■ **LISTED ENTRIES**
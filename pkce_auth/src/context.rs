use std::sync::Arc;

use crate::config::AuthConfig;
use crate::coordination::CoordinationError;
use crate::userdb::{UpstreamStore, store_from_env};
use crate::utils::{UtilError, build_http_client};

/// Everything a flow needs, built once at startup and shared across requests.
#[derive(Clone)]
pub struct AuthContext {
    pub config: AuthConfig,
    /// Pooled client for the auth extension and the providers
    pub http: reqwest::Client,
    pub store: Arc<dyn UpstreamStore>,
}

impl AuthContext {
    pub fn new(config: AuthConfig, store: Arc<dyn UpstreamStore>) -> Result<Self, UtilError> {
        let http = build_http_client(config.outbound_timeout)?;
        Ok(Self::with_client(config, http, store))
    }

    pub fn with_client(
        config: AuthConfig,
        http: reqwest::Client,
        store: Arc<dyn UpstreamStore>,
    ) -> Self {
        Self {
            config,
            http,
            store,
        }
    }

    /// Read the config and the store selection from the environment.
    pub fn from_env() -> Result<Self, CoordinationError> {
        let config = AuthConfig::from_env()?;
        let http = build_http_client(config.outbound_timeout)?;
        let store = store_from_env(http.clone())?;

        tracing::info!(
            auth_base_url = %config.auth_base_url,
            "Auth context initialized"
        );
        Ok(Self::with_client(config, http, store))
    }
}

impl std::fmt::Debug for AuthContext {
    fn fmt(&self, f: &mut std::fmt::Formatter<'_>) -> std::fmt::Result {
        f.debug_struct("AuthContext")
            .field("config", &self.config)
            .finish_non_exhaustive()
    }
}
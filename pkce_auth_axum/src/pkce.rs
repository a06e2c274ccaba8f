use std::sync::Arc;

use axum::{
    Router,
    extract::{Query, State},
    http::{HeaderMap, StatusCode},
    response::Redirect,
    routing::get,
};

use pkce_auth::{
    AuthContext, CallbackParams, LinkOutcome, prepare_logout_response, prepare_signin_request,
    signin_callback_core, signup_callback_core,
};

use super::error::IntoResponseError;

pub(super) fn router() -> Router<Arc<AuthContext>> {
    Router::new()
        .route("/signin", get(signin))
        .route("/callback", get(callback))
        .route("/callback/signup", get(callback_signup))
        .route("/signout", get(signout))
}

async fn signin(
    State(ctx): State<Arc<AuthContext>>,
) -> Result<(HeaderMap, Redirect), (StatusCode, String)> {
    let (redirect_url, headers) = prepare_signin_request(&ctx).into_response_error()?;
    Ok((headers, Redirect::temporary(redirect_url.as_str())))
}

/// Plain sign-in callback.
///
/// Cookies written before a failure (the cleared verifier, the auth token)
/// are sent along with the error response.
async fn callback(
    State(ctx): State<Arc<AuthContext>>,
    Query(params): Query<CallbackParams>,
    headers: HeaderMap,
) -> Result<(HeaderMap, Redirect), (StatusCode, HeaderMap, String)> {
    let mut response_headers = HeaderMap::new();
    match signin_callback_core(&ctx, &params, &headers, &mut response_headers)
        .await
        .into_response_error()
    {
        Ok(()) => Ok((response_headers, Redirect::permanent(&ctx.config.home_url))),
        Err((status, message)) => Err((status, response_headers, message)),
    }
}

async fn callback_signup(
    State(ctx): State<Arc<AuthContext>>,
    Query(params): Query<CallbackParams>,
    headers: HeaderMap,
) -> Result<(HeaderMap, Redirect), (StatusCode, HeaderMap, String)> {
    let mut response_headers = HeaderMap::new();
    match signup_callback_core(&ctx, &params, &headers, &mut response_headers)
        .await
        .into_response_error()
    {
        Ok(outcome) => {
            if let LinkOutcome::AlreadyLinked { user_id } = outcome {
                tracing::debug!(user_id = %user_id, "Sign-up callback for a linked identity");
            }
            Ok((response_headers, Redirect::permanent(&ctx.config.home_url)))
        }
        Err((status, message)) => Err((status, response_headers, message)),
    }
}

async fn signout(
    State(ctx): State<Arc<AuthContext>>,
) -> Result<(HeaderMap, Redirect), (StatusCode, String)> {
    let headers = prepare_logout_response(&ctx.config)
        .map_err(|e| (StatusCode::INTERNAL_SERVER_ERROR, e.to_string()))?;
    Ok((headers, Redirect::temporary(&ctx.config.home_url)))
}
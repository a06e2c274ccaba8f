//! Central configuration for the pkce_auth crate

use std::{env, sync::LazyLock, time::Duration};

use thiserror::Error;
use url::Url;

/// Route prefix under which the sign-in, callback and sign-out endpoints are mounted.
/// Default: "/auth"
pub static PKCE_ROUTE_PREFIX: LazyLock<String> =
    LazyLock::new(|| env::var("PKCE_ROUTE_PREFIX").unwrap_or_else(|_| "/auth".to_string()));

pub(crate) const DEFAULT_GOOGLE_DISCOVERY_URL: &str =
    "https://accounts.google.com/.well-known/openid-configuration";
pub(crate) const DEFAULT_GITHUB_USER_API_URL: &str = "https://api.github.com/user";
pub(crate) const DEFAULT_GITHUB_API_VERSION: &str = "2022-11-28";

// "__Host-" prefix makes the cookies host-only; it requires Secure and Path=/.
const DEFAULT_VERIFIER_COOKIE_NAME: &str = "__Host-PkceVerifier";
const DEFAULT_AUTH_TOKEN_COOKIE_NAME: &str = "__Host-AuthToken";
const DEFAULT_VERIFIER_COOKIE_MAX_AGE: i64 = 600;
const DEFAULT_OUTBOUND_TIMEOUT_SECS: u64 = 5;

#[derive(Debug, Error, Clone, PartialEq, Eq)]
pub enum ConfigError {
    #[error("{0} must be set")]
    Missing(&'static str),

    #[error("Invalid value for {key}: {reason}")]
    Invalid { key: &'static str, reason: String },
}

/// Settings for the PKCE flow.
///
/// Built once at startup and carried inside [`crate::AuthContext`].
#[derive(Debug, Clone)]
pub struct AuthConfig {
    /// Base URL of the auth extension, e.g. `http://localhost:10701/branch/main/ext/auth`.
    pub auth_base_url: Url,
    pub verifier_cookie_name: String,
    /// Seconds, always positive.
    pub verifier_cookie_max_age: i64,
    pub auth_token_cookie_name: String,
    /// Where the browser lands after a completed flow or sign-out.
    pub home_url: String,
    pub outbound_timeout: Duration,
    pub google_discovery_url: Url,
    pub github_user_api_url: Url,
    pub github_api_version: String,
}

impl AuthConfig {
    /// Build a config with defaults for everything except the auth base URL.
    pub fn new(auth_base_url: Url) -> Self {
        Self {
            auth_base_url,
            verifier_cookie_name: DEFAULT_VERIFIER_COOKIE_NAME.to_string(),
            verifier_cookie_max_age: DEFAULT_VERIFIER_COOKIE_MAX_AGE,
            auth_token_cookie_name: DEFAULT_AUTH_TOKEN_COOKIE_NAME.to_string(),
            home_url: "/".to_string(),
            outbound_timeout: Duration::from_secs(DEFAULT_OUTBOUND_TIMEOUT_SECS),
            google_discovery_url: Url::parse(DEFAULT_GOOGLE_DISCOVERY_URL)
                .expect("default Google discovery URL is valid"),
            github_user_api_url: Url::parse(DEFAULT_GITHUB_USER_API_URL)
                .expect("default GitHub user URL is valid"),
            github_api_version: DEFAULT_GITHUB_API_VERSION.to_string(),
        }
    }

    /// Read the config from process environment variables.
    pub fn from_env() -> Result<Self, ConfigError> {
        Self::from_lookup(|key| env::var(key).ok())
    }

    /// Read the config through an arbitrary key lookup.
    pub fn from_lookup<F>(lookup: F) -> Result<Self, ConfigError>
    where
        F: Fn(&str) -> Option<String>,
    {
        let base = lookup("EDGEDB_AUTH_BASE_URL").ok_or(ConfigError::Missing("EDGEDB_AUTH_BASE_URL"))?;
        let mut config = Self::new(parse_url("EDGEDB_AUTH_BASE_URL", &base)?);

        if let Some(name) = lookup("PKCE_VERIFIER_COOKIE_NAME") {
            config.verifier_cookie_name = name;
        }
        if let Some(max_age) = lookup("PKCE_VERIFIER_COOKIE_MAX_AGE") {
            config.verifier_cookie_max_age = parse_max_age("PKCE_VERIFIER_COOKIE_MAX_AGE", &max_age)?;
        }
        if let Some(name) = lookup("AUTH_TOKEN_COOKIE_NAME") {
            config.auth_token_cookie_name = name;
        }
        if let Some(home) = lookup("PKCE_REDIRECT_HOME") {
            validate_home_url("PKCE_REDIRECT_HOME", &home)?;
            config.home_url = home;
        }
        if let Some(prefix) = lookup("PKCE_ROUTE_PREFIX") {
            validate_route_prefix("PKCE_ROUTE_PREFIX", &prefix)?;
        }
        if let Some(secs) = lookup("OUTBOUND_HTTP_TIMEOUT_SECS") {
            let secs = parse_u64("OUTBOUND_HTTP_TIMEOUT_SECS", &secs)?;
            if secs == 0 {
                return Err(ConfigError::Invalid {
                    key: "OUTBOUND_HTTP_TIMEOUT_SECS",
                    reason: "must be greater than zero".to_string(),
                });
            }
            config.outbound_timeout = Duration::from_secs(secs);
        }
        if let Some(url) = lookup("GOOGLE_DISCOVERY_URL") {
            config.google_discovery_url = parse_url("GOOGLE_DISCOVERY_URL", &url)?;
        }
        if let Some(url) = lookup("GITHUB_USER_API_URL") {
            config.github_user_api_url = parse_url("GITHUB_USER_API_URL", &url)?;
        }
        if let Some(version) = lookup("GITHUB_API_VERSION") {
            config.github_api_version = version;
        }

        if config.verifier_cookie_name == config.auth_token_cookie_name {
            return Err(ConfigError::Invalid {
                key: "AUTH_TOKEN_COOKIE_NAME",
                reason: "must differ from PKCE_VERIFIER_COOKIE_NAME".to_string(),
            });
        }

        Ok(config)
    }

    /// Resolve an endpoint below the auth base URL, e.g. `ui/signup` or `token`.
    pub(crate) fn auth_endpoint(&self, path: &str) -> Url {
        let mut url = self.auth_base_url.clone();
        let joined = format!(
            "{}/{}",
            url.path().trim_end_matches('/'),
            path.trim_start_matches('/')
        );
        url.set_path(&joined);
        url
    }
}

fn parse_url(key: &'static str, value: &str) -> Result<Url, ConfigError> {
    let url = Url::parse(value).map_err(|e| ConfigError::Invalid {
        key,
        reason: e.to_string(),
    })?;
    if url.cannot_be_a_base() {
        return Err(ConfigError::Invalid {
            key,
            reason: "not a base URL".to_string(),
        });
    }
    Ok(url)
}

fn parse_u64(key: &'static str, value: &str) -> Result<u64, ConfigError> {
    value.parse().map_err(|_| ConfigError::Invalid {
        key,
        reason: format!("expected a non-negative integer, got '{value}'"),
    })
}

// `Max-Age` is signed on the wire; zero or below deletes the cookie at once.
fn parse_max_age(key: &'static str, value: &str) -> Result<i64, ConfigError> {
    let seconds = i64::try_from(parse_u64(key, value)?).map_err(|_| ConfigError::Invalid {
        key,
        reason: format!("out of range: '{value}'"),
    })?;
    if seconds == 0 {
        return Err(ConfigError::Invalid {
            key,
            reason: "must be greater than zero".to_string(),
        });
    }
    Ok(seconds)
}

// Written verbatim into the `Location` header of every redirect.
fn validate_home_url(key: &'static str, value: &str) -> Result<(), ConfigError> {
    if value.is_empty() {
        return Err(ConfigError::Invalid {
            key,
            reason: "must not be empty".to_string(),
        });
    }
    http::HeaderValue::from_str(value).map_err(|_| ConfigError::Invalid {
        key,
        reason: "not a valid header value".to_string(),
    })?;
    Ok(())
}

/// Check a route prefix the endpoints can be nested under.
///
/// It must start with `/` and must not be the root itself.
fn validate_route_prefix(key: &'static str, value: &str) -> Result<(), ConfigError> {
    if !value.starts_with('/') || value.trim_end_matches('/').is_empty() {
        return Err(ConfigError::Invalid {
            key,
            reason: format!("expected a non-root path starting with '/', got '{value}'"),
        });
    }
    Ok(())
}
use thiserror::Error;

use crate::utils::UtilError;

#[derive(Debug, Error, Clone)]
pub enum OAuth2Error {
    /// The identity provider reported a failure; the message is its own.
    #[error("{0}")]
    Provider(String),

    #[error("Callback is missing the authorization code")]
    MissingCode,

    #[error(
        "PKCE verifier cookie not found; the callback did not come from the browser that started the flow"
    )]
    VerifierNotFound,

    #[error("Token exchange failed with status {status}: {body}")]
    TokenExchange { status: u16, body: String },

    #[error("Token exchange timed out: {0}")]
    Timeout(String),

    #[error("Token exchange request failed: {0}")]
    Request(String),

    #[error("Failed to decode token response: {0}")]
    Decode(String),

    /// Error from utils operations
    #[error("Utils error: {0}")]
    Utils(#[from] UtilError),
}

impl From<reqwest::Error> for OAuth2Error {
    fn from(err: reqwest::Error) -> Self {
        if err.is_timeout() {
            Self::Timeout(err.to_string())
        } else if err.is_decode() {
            Self::Decode(err.to_string())
        } else {
            Self::Request(err.to_string())
        }
    }
}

■ **DIRECTIONS FOR THIS TASK**
The lines wanted are those from the one with "impl From<reqwest::Error> for" through the last line of the records, repeated exactly and with both ends included.

■ **EXERCISE RESPONSE**
impl From<reqwest::Error> for OAuth2Error {
    fn from(err: reqwest::Error) -> Self {
        if err.is_timeout() {
            Self::Timeout(err.to_string())
        } else if err.is_decode() {
            Self::Decode(err.to_string())
        } else {
            Self::Request(err.to_string())
        }
    }
}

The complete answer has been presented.